═════ The input ═════
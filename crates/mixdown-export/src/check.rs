//! Pre-flight checks run before an export is started.

use crate::cd_marker::CdMarkerFormat;
use crate::handler::handle_duplicate_format_extensions;
use mixdown_core::{ChannelConfig, FileSpec, FormatSpecification, Timespan};
use std::path::PathBuf;
use std::sync::Arc;

/// Problems found in a prospective export.
#[derive(Debug, Clone, Default, PartialEq)]
pub struct Warnings {
    /// Prevent the export from starting.
    pub errors: Vec<String>,
    /// Worth showing, not fatal.
    pub warnings: Vec<String>,
    /// Files (audio or CD marker) the export would overwrite.
    pub conflicting_filenames: Vec<PathBuf>,
}

impl Warnings {
    pub fn has_errors(&self) -> bool {
        !self.errors.is_empty()
    }

    pub fn is_clean(&self) -> bool {
        self.errors.is_empty() && self.warnings.is_empty() && self.conflicting_filenames.is_empty()
    }
}

/// Why `format` cannot render `channels` channels, if it cannot.
pub(crate) fn format_error(format: &FormatSpecification, channels: u32) -> Option<String> {
    if format.format_id().is_none() {
        return Some(format!("No format selected for '{}'", format.name()));
    }
    if channels == 0 {
        return Some("All channels are empty".into());
    }
    if let Err(e) = format.validate() {
        return Some(e.to_string());
    }
    if format.channel_limit() < channels {
        return Some(format!(
            "{} supports only {} channels, but you have {} channels in your channel configuration",
            format.format_name(),
            format.channel_limit(),
            channels
        ));
    }
    None
}

/// The specs the handler would render for `timespan`, with the same
/// naming adjustments applied.
pub(crate) fn prepared_specs(
    config: &Arc<ChannelConfig>,
    timespan: &Timespan,
    multiple_timespans: bool,
) -> Vec<FileSpec> {
    let mut specs = config.file_specs(None);
    for spec in &mut specs {
        spec.set_timespan(timespan);
        if multiple_timespans {
            spec.filename_mut().include_timespan = true;
        }
    }
    handle_duplicate_format_extensions(&mut specs);
    specs
}

/// Check one channel configuration and its outputs against `timespans`.
pub fn check_config(timespans: &[Arc<Timespan>], config: &Arc<ChannelConfig>) -> Warnings {
    let mut warnings = Warnings::default();

    if timespans.is_empty() {
        warnings.errors.push("No timespan has been selected".into());
    }

    if !config.all_channels_have_ports() {
        warnings.warnings.push("Some channels are empty".into());
    }

    if config.outputs().is_empty() {
        warnings.errors.push("No format selected".into());
    }
    for (format, _) in config.outputs() {
        if let Some(error) = format_error(format, config.channel_count()) {
            warnings.errors.push(error);
        }
    }

    if warnings.has_errors() {
        return warnings;
    }

    let multiple = timespans.len() > 1;
    for timespan in timespans {
        for spec in prepared_specs(config, timespan, multiple) {
            for path in spec.output_paths() {
                let mut candidates = vec![path.clone()];
                candidates.extend(
                    CdMarkerFormat::requested(spec.format())
                        .into_iter()
                        .filter(|f| *f != CdMarkerFormat::Chapters)
                        .map(|f| f.side_file(&path)),
                );
                warnings
                    .conflicting_filenames
                    .extend(candidates.into_iter().filter(|p| p.exists()));
            }
        }
    }

    warnings
}

#[cfg(test)]
mod tests {
    use super::*;
    use mixdown_core::{Channel, EncoderCapabilities, FilenamePolicy, TimespanFactory};
    use tempfile::tempdir;

    fn wav() -> Arc<FormatSpecification> {
        Arc::new(FormatSpecification::for_encoder("wav", &EncoderCapabilities::wav()))
    }

    #[test]
    fn test_no_timespan_and_no_format() {
        let config = Arc::new(ChannelConfig::stereo("master", "l", "r"));
        let warnings = check_config(&[], &config);
        assert!(warnings.errors.iter().any(|e| e.contains("No timespan")));
        assert!(warnings.errors.iter().any(|e| e.contains("No format")));
    }

    #[test]
    fn test_channel_limit() {
        let factory = TimespanFactory::new();
        let timespan = factory.create_shared("t", 0, 100).unwrap();

        let mut config = ChannelConfig::new("wide");
        for i in 0..10 {
            config.register_channel(Channel::new().with_port(format!("out {i}")));
        }
        let flac = FormatSpecification::for_encoder("flac", &EncoderCapabilities::flac());
        config.add_output(Arc::new(flac), FilenamePolicy::new("s", "/tmp"));

        let warnings = check_config(&[timespan], &Arc::new(config));
        assert!(warnings
            .errors
            .iter()
            .any(|e| e.contains("supports only 8 channels, but you have 10")));
    }

    #[test]
    fn test_empty_channel_is_warning() {
        let factory = TimespanFactory::new();
        let timespan = factory.create_shared("t", 0, 100).unwrap();
        let dir = tempdir().unwrap();

        let mut config = ChannelConfig::new("master");
        config.register_channel(Channel::new().with_port("l"));
        config.register_channel(Channel::new());
        config.add_output(wav(), FilenamePolicy::new("s", dir.path()));

        let warnings = check_config(&[timespan], &Arc::new(config));
        assert!(!warnings.has_errors());
        assert_eq!(warnings.warnings, vec!["Some channels are empty".to_string()]);
    }

    #[test]
    fn test_conflicting_filenames_per_split_channel() {
        let factory = TimespanFactory::new();
        let timespan = factory.create_shared("t", 0, 100).unwrap();
        let dir = tempdir().unwrap();

        let mut config = ChannelConfig::stereo("master", "l", "r");
        config.set_split(true);
        config.add_output(wav(), FilenamePolicy::new("s", dir.path()));
        let config = Arc::new(config);

        std::fs::write(dir.path().join("s_channel2.wav"), b"x").unwrap();
        let warnings = check_config(&[timespan], &config);
        assert_eq!(
            warnings.conflicting_filenames,
            vec![dir.path().join("s_channel2.wav")]
        );
    }

    #[test]
    fn test_multiple_timespans_preview_includes_name() {
        let factory = TimespanFactory::new();
        let a = factory.create_shared("verse", 0, 100).unwrap();
        let b = factory.create_shared("chorus", 100, 200).unwrap();
        let dir = tempdir().unwrap();

        let mut config = ChannelConfig::stereo("master", "l", "r");
        config.add_output(wav(), FilenamePolicy::new("s", dir.path()));
        let config = Arc::new(config);

        std::fs::write(dir.path().join("s_chorus.wav"), b"x").unwrap();
        let warnings = check_config(&[a, b], &config);
        assert_eq!(warnings.conflicting_filenames, vec![dir.path().join("s_chorus.wav")]);
    }
}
═════
## About this exercise
Write out the records above exactly as given.

## Written answer
filename crates/mixdown-export/src/check.rs
//! Pre-flight checks run before an export is started.

use crate::cd_marker::CdMarkerFormat;
use crate::handler::handle_duplicate_format_extensions;
use mixdown_core::{ChannelConfig, FileSpec, FormatSpecification, Timespan};
use std::path::PathBuf;
use std::sync::Arc;

/// Problems found in a prospective export.
#[derive(Debug, Clone, Default, PartialEq)]
pub struct Warnings {
    /// Prevent the export from starting.
    pub errors: Vec<String>,
    /// Worth showing, not fatal.
    pub warnings: Vec<String>,
    /// Files (audio or CD marker) the export would overwrite.
    pub conflicting_filenames: Vec<PathBuf>,
}

impl Warnings {
    pub fn has_errors(&self) -> bool {
        !self.errors.is_empty()
    }

    pub fn is_clean(&self) -> bool {
        self.errors.is_empty() && self.warnings.is_empty() && self.conflicting_filenames.is_empty()
    }
}

/// Why `format` cannot render `channels` channels, if it cannot.
pub(crate) fn format_error(format: &FormatSpecification, channels: u32) -> Option<String> {
    if format.format_id().is_none() {
        return Some(format!("No format selected for '{}'", format.name()));
    }
    if channels == 0 {
        return Some("All channels are empty".into());
    }
    if let Err(e) = format.validate() {
        return Some(e.to_string());
    }
    if format.channel_limit() < channels {
        return Some(format!(
            "{} supports only {} channels, but you have {} channels in your channel configuration",
            format.format_name(),
            format.channel_limit(),
            channels
        ));
    }
    None
}

/// The specs the handler would render for `timespan`, with the same
/// naming adjustments applied.
pub(crate) fn prepared_specs(
    config: &Arc<ChannelConfig>,
    timespan: &Timespan,
    multiple_timespans: bool,
) -> Vec<FileSpec> {
    let mut specs = config.file_specs(None);
    for spec in &mut specs {
        spec.set_timespan(timespan);
        if multiple_timespans {
            spec.filename_mut().include_timespan = true;
        }
    }
    handle_duplicate_format_extensions(&mut specs);
    specs
}

/// Check one channel configuration and its outputs against `timespans`.
pub fn check_config(timespans: &[Arc<Timespan>], config: &Arc<ChannelConfig>) -> Warnings {
    let mut warnings = Warnings::default();

    if timespans.is_empty() {
        warnings.errors.push("No timespan has been selected".into());
    }

    if !config.all_channels_have_ports() {
        warnings.warnings.push("Some channels are empty".into());
    }

    if config.outputs().is_empty() {
        warnings.errors.push("No format selected".into());
    }
    for (format, _) in config.outputs() {
        if let Some(error) = format_error(format, config.channel_count()) {
            warnings.errors.push(error);
        }
    }

    if warnings.has_errors() {
        return warnings;
    }

    let multiple = timespans.len() > 1;
    for timespan in timespans {
        for spec in prepared_specs(config, timespan, multiple) {
            for path in spec.output_paths() {
                let mut candidates = vec![path.clone()];
                candidates.extend(
                    CdMarkerFormat::requested(spec.format())
                        .into_iter()
                        .filter(|f| *f != CdMarkerFormat::Chapters)
                        .map(|f| f.side_file(&path)),
                );
                warnings
                    .conflicting_filenames
                    .extend(candidates.into_iter().filter(|p| p.exists()));
            }
        }
    }

    warnings
}

#[cfg(test)]
mod tests {
    use super::*;
    use mixdown_core::{Channel, EncoderCapabilities, FilenamePolicy, TimespanFactory};
    use tempfile::tempdir;

    fn wav() -> Arc<FormatSpecification> {
        Arc::new(FormatSpecification::for_encoder("wav", &EncoderCapabilities::wav()))
    }

    #[test]
    fn test_no_timespan_and_no_format() {
        let config = Arc::new(ChannelConfig::stereo("master", "l", "r"));
        let warnings = check_config(&[], &config);
        assert!(warnings.errors.iter().any(|e| e.contains("No timespan")));
        assert!(warnings.errors.iter().any(|e| e.contains("No format")));
    }

    #[test]
    fn test_channel_limit() {
        let factory = TimespanFactory::new();
        let timespan = factory.create_shared("t", 0, 100).unwrap();

        let mut config = ChannelConfig::new("wide");
        for i in 0..10 {
            config.register_channel(Channel::new().with_port(format!("out {i}")));
        }
        let flac = FormatSpecification::for_encoder("flac", &EncoderCapabilities::flac());
        config.add_output(Arc::new(flac), FilenamePolicy::new("s", "/tmp"));

        let warnings = check_config(&[timespan], &Arc::new(config));
        assert!(warnings
            .errors
            .iter()
            .any(|e| e.contains("supports only 8 channels, but you have 10")));
    }

    #[test]
    fn test_empty_channel_is_warning() {
        let factory = TimespanFactory::new();
        let timespan = factory.create_shared("t", 0, 100).unwrap();
        let dir = tempdir().unwrap();

        let mut config = ChannelConfig::new("master");
        config.register_channel(Channel::new().with_port("l"));
        config.register_channel(Channel::new());
        config.add_output(wav(), FilenamePolicy::new("s", dir.path()));

        let warnings = check_config(&[timespan], &Arc::new(config));
        assert!(!warnings.has_errors());
        assert_eq!(warnings.warnings, vec!["Some channels are empty".to_string()]);
    }

    #[test]
    fn test_conflicting_filenames_per_split_channel() {
        let factory = TimespanFactory::new();
        let timespan = factory.create_shared("t", 0, 100).unwrap();
        let dir = tempdir().unwrap();

        let mut config = ChannelConfig::stereo("master", "l", "r");
        config.set_split(true);
        config.add_output(wav(), FilenamePolicy::new("s", dir.path()));
        let config = Arc::new(config);

        std::fs::write(dir.path().join("s_channel2.wav"), b"x").unwrap();
        let warnings = check_config(&[timespan], &config);
        assert_eq!(
            warnings.conflicting_filenames,
            vec![dir.path().join("s_channel2.wav")]
        );
    }

    #[test]
    fn test_multiple_timespans_preview_includes_name() {
        let factory = TimespanFactory::new();
        let a = factory.create_shared("verse", 0, 100).unwrap();
        let b = factory.create_shared("chorus", 100, 200).unwrap();
        let dir = tempdir().unwrap();

        let mut config = ChannelConfig::stereo("master", "l", "r");
        config.add_output(wav(), FilenamePolicy::new("s", dir.path()));
        let config = Arc::new(config);

        std::fs::write(dir.path().join("s_chorus.wav"), b"x").unwrap();
        let warnings = check_config(&[a, b], &config);
        assert_eq!(warnings.conflicting_filenames, vec![dir.path().join("s_chorus.wav")]);
    }
}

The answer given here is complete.